* Required work
Only the lines from the start of the entries up to and including the line with "granted wake lock." should be written out, exactly as they stand.
#### Source data ####
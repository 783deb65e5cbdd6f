//! Keeps the display awake while a session is playing.
//!
//! The manager holds at most one lock. `acquire()` and `release()` are both
//! idempotent, and a lock the platform revoked on its own counts as not
//! held, so the next `acquire()` requests a fresh one.

use std::process::{Child, Command, Stdio};

use tracing::{debug, info, warn};

use crate::error::ResourceError;
use crate::storage::WakeLockConfig;

/// Requests wake locks from the platform.
pub trait WakeLockBackend: Send {
    fn request(&mut self) -> Result<Box<dyn WakeLockHandle>, ResourceError>;
}

/// A granted wake lock.
pub trait WakeLockHandle: Send {
    /// False once the platform has revoked the lock.
    fn is_active(&mut self) -> bool;

    fn release(self: Box<Self>) -> Result<(), ResourceError>;
}

pub struct WakeLockManager {
    backend: Box<dyn WakeLockBackend>,
    held: Option<Box<dyn WakeLockHandle>>,
}

impl WakeLockManager {
    pub fn new(backend: Box<dyn WakeLockBackend>) -> Self {
        Self {
            backend,
            held: None,
        }
    }

    /// Manager for this platform, honoring `[wake_lock]` in the config.
    pub fn from_config(config: &WakeLockConfig) -> Self {
        if !config.enabled {
            return Self::new(Box::new(Unsupported));
        }
        match InhibitorCommand::from_config(config) {
            Some(backend) => Self::new(Box::new(backend)),
            None => Self::new(Box::new(Unsupported)),
        }
    }

    /// Whether a live lock is held. Drops a lock the platform revoked.
    pub fn is_held(&mut self) -> bool {
        match self.held.as_mut().map(|handle| handle.is_active()) {
            Some(true) => true,
            Some(false) => {
                debug!("wake lock was revoked by the platform");
                self.held = None;
                false
            }
            None => false,
        }
    }

    /// Request a lock unless one is already held. Failure is logged and
    /// the session carries on without it.
    pub fn acquire(&mut self) {
        if self.is_held() {
            return;
        }
        match self.backend.request() {
            Ok(handle) => {
                info!("wake lock acquired");
                self.held = Some(handle);
            }
            Err(e) => warn!("wake lock unavailable: {e}"),
        }
    }

    /// Release the held lock, if any.
    pub fn release(&mut self) {
        if let Some(handle) = self.held.take() {
            match handle.release() {
                Ok(()) => info!("wake lock released"),
                Err(e) => warn!("wake lock release failed: {e}"),
            }
        }
    }
}

impl Drop for WakeLockManager {
    fn drop(&mut self) {
        self.release();
    }
}

impl std::fmt::Debug for WakeLockManager {
    fn fmt(&self, f: &mut std::fmt::Formatter<'_>) -> std::fmt::Result {
        f.debug_struct("WakeLockManager")
            .field("held", &self.held.is_some())
            .finish()
    }
}

/// Backend for platforms (or configs) without wake lock support.
#[derive(Debug, Default, Clone, Copy)]
pub struct Unsupported;

impl WakeLockBackend for Unsupported {
    fn request(&mut self) -> Result<Box<dyn WakeLockHandle>, ResourceError> {
        Err(ResourceError::WakeLockUnsupported)
    }
}

/// Holds the lock by keeping an inhibitor process alive
/// (`systemd-inhibit … sleep infinity` on Linux, `caffeinate -d` on macOS).
#[derive(Debug, Clone)]
pub struct InhibitorCommand {
    program: String,
    args: Vec<String>,
}

impl InhibitorCommand {
    pub fn new(program: impl Into<String>, args: Vec<String>) -> Self {
        Self {
            program: program.into(),
            args,
        }
    }

    pub fn from_config(config: &WakeLockConfig) -> Option<Self> {
        match &config.command {
            Some(program) => Some(Self::new(program.clone(), config.args.clone())),
            None => Self::platform_default(),
        }
    }

    fn platform_default() -> Option<Self> {
        if cfg!(target_os = "linux") {
            Some(Self::new(
                "systemd-inhibit",
                [
                    "--what=idle:sleep",
                    "--who=solosync",
                    "--why=Practice session in progress",
                    "--mode=block",
                    "sleep",
                    "infinity",
                ]
                .iter()
                .map(|s| s.to_string())
                .collect(),
            ))
        } else if cfg!(target_os = "macos") {
            Some(Self::new("caffeinate", vec!["-d".to_string()]))
        } else {
            None
        }
    }
}

impl WakeLockBackend for InhibitorCommand {
    fn request(&mut self) -> Result<Box<dyn WakeLockHandle>, ResourceError> {
        let child = Command::new(&self.program)
            .args(&self.args)
            .stdin(Stdio::null())
            .stdout(Stdio::null())
            .stderr(Stdio::null())
            .spawn()
            .map_err(|e| ResourceError::WakeLock(format!("{}: {e}", self.program)))?;
        Ok(Box::new(InhibitorLock { child }))
    }
}

struct InhibitorLock {
    child: Child,
}

impl WakeLockHandle for InhibitorLock {
    fn is_active(&mut self) -> bool {
        matches!(self.child.try_wait(), Ok(None))
    }

    fn release(mut self: Box<Self>) -> Result<(), ResourceError> {
        if let Ok(None) = self.child.try_wait() {
            self.child
                .kill()
                .map_err(|e| ResourceError::WakeLock(e.to_string()))?;
        }
        let _ = self.child.wait();
        Ok(())
    }
}
//! Session state machine.
//!
//! Drives one routine through `Idle -> Prep -> Activity/Rest ... -> Finished`.
//! The machine owns the phase timer; whoever runs it feeds elapsed time via
//! [`SessionMachine::poll`] (or individual timer events via
//! [`SessionMachine::handle_timer`]) and user controls via the command
//! methods. Cues and the wake lock are triggered through [`SessionEffects`]
//! and never affect which transition happens.

use std::time::Duration;

use chrono::Utc;
use tracing::{debug, info};
use uuid::Uuid;

use super::effects::{SessionEffects, SessionToggles};
use super::view::SessionView;
use crate::audio::Tone;
use crate::error::SessionError;
use crate::events::SessionEvent;
use crate::routine::{Routine, Step};
use crate::storage::{CueConfig, Preferences};
use crate::timer::{Phase, PhaseTimer, RunId, TimerEvent, TimerSignal};

pub struct SessionMachine<E: SessionEffects> {
    session_id: Uuid,
    routine: Routine,
    phase: Phase,
    paused: bool,
    timer: PhaseTimer,
    /// Run whose events are accepted. Anything else is stale.
    live_run: Option<RunId>,
    /// Whether the machine currently wants the wake lock held.
    wants_wake_lock: bool,
    cues: CueConfig,
    toggles: SessionToggles,
    effects: E,
}
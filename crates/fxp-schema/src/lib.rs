//! # fxp-schema — Schema Validation Collaborator
//!
//! Structural validation of wire documents. Ships one JSON Schema per
//! document kind plus the message and resource envelopes, compiled into a
//! [`SchemaRegistry`] handle that is built once and passed by reference.
//!
//! The message layer validates through the [`SchemaCheck`] trait and owns
//! the kind → schema-name mapping; this crate owns compilation and rule
//! evaluation.
//!
//! ## Crate Policy
//!
//! - Depends on no other `fxp-*` crate.
//! - Schema `$id` and `$ref` URIs must never be changed without verifying
//!   all references across the schema set.
//! - Schema validation is a trust boundary: invalid documents are rejected
//!   with structured errors including instance path and schema path.

pub mod validate;

pub use validate::{
    validate_with_schema, SchemaCheck, SchemaRegistry, SchemaValidationError, ValidationViolations,
    Violation, SCHEMA_URI_PREFIX,
};
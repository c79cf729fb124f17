//! # Document Kinds
//!
//! The closed sets of message and resource kinds. The serialized form is the
//! lowercase tag carried in `metadata.kind` and used as the id prefix.

use serde::{Deserialize, Serialize};

use crate::error::CoreError;

/// Kinds of exchange messages.
#[derive(Debug, Clone, Copy, PartialEq, Eq, Hash, PartialOrd, Ord, Serialize, Deserialize)]
#[serde(rename_all = "lowercase")]
pub enum MessageKind {
    /// Request for quote. Opens an exchange.
    Rfq,
    /// Priced response to an RFQ.
    Quote,
    /// Customer acceptance of a quote.
    Order,
    /// Payment instructions issued by the PFI after an order.
    OrderInstructions,
    /// Settlement progress update.
    OrderStatus,
    /// Customer request to cancel.
    Cancel,
    /// Terminal message.
    Close,
}

impl MessageKind {
    /// All message kinds, in exchange order.
    pub const ALL: [MessageKind; 7] = [
        Self::Rfq,
        Self::Quote,
        Self::Order,
        Self::OrderInstructions,
        Self::OrderStatus,
        Self::Cancel,
        Self::Close,
    ];

    /// The wire tag for this kind.
    pub fn as_str(&self) -> &'static str {
        match self {
            Self::Rfq => "rfq",
            Self::Quote => "quote",
            Self::Order => "order",
            Self::OrderInstructions => "orderinstructions",
            Self::OrderStatus => "orderstatus",
            Self::Cancel => "cancel",
            Self::Close => "close",
        }
    }
}

impl std::fmt::Display for MessageKind {
    fn fmt(&self, f: &mut std::fmt::Formatter<'_>) -> std::fmt::Result {
        f.write_str(self.as_str())
    }
}

impl std::str::FromStr for MessageKind {
    type Err = CoreError;

    fn from_str(s: &str) -> Result<Self, Self::Err> {
        Self::ALL
            .into_iter()
            .find(|k| k.as_str() == s)
            .ok_or_else(|| CoreError::UnknownKind(s.to_string()))
    }
}

/// Kinds of PFI-published resources.
#[derive(Debug, Clone, Copy, PartialEq, Eq, Hash, PartialOrd, Ord, Serialize, Deserialize)]
#[serde(rename_all = "lowercase")]
pub enum ResourceKind {
    /// Currency pair terms offered by a PFI.
    Offering,
    /// Customer balance held at a PFI.
    Balance,
}

impl ResourceKind {
    /// All resource kinds.
    pub const ALL: [ResourceKind; 2] = [Self::Offering, Self::Balance];

    /// The wire tag for this kind.
    pub fn as_str(&self) -> &'static str {
        match self {
            Self::Offering => "offering",
            Self::Balance => "balance",
        }
    }
}

impl std::fmt::Display for ResourceKind {
    fn fmt(&self, f: &mut std::fmt::Formatter<'_>) -> std::fmt::Result {
        f.write_str(self.as_str())
    }
}

impl std::str::FromStr for ResourceKind {
    type Err = CoreError;

    fn from_str(s: &str) -> Result<Self, Self::Err> {
        Self::ALL
            .into_iter()
            .find(|k| k.as_str() == s)
            .ok_or_else(|| CoreError::UnknownKind(s.to_string()))
    }
}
####
* Answer to the exercise
repository 783deb65e5cbdd6f
//! Keeps the display awake while a session is playing.
//!
//! The manager holds at most one lock. `acquire()` and `release()` are both
//! idempotent, and a lock the platform revoked on its own counts as not
//! held, so the next `acquire()` requests a fresh one.

use std::process::{Child, Command, Stdio};

use tracing::{debug, info, warn};

use crate::error::ResourceError;
use crate::storage::WakeLockConfig;

/// Requests wake locks from the platform.
pub trait WakeLockBackend: Send {
    fn request(&mut self) -> Result<Box<dyn WakeLockHandle>, ResourceError>;
}

/// A granted wake lock.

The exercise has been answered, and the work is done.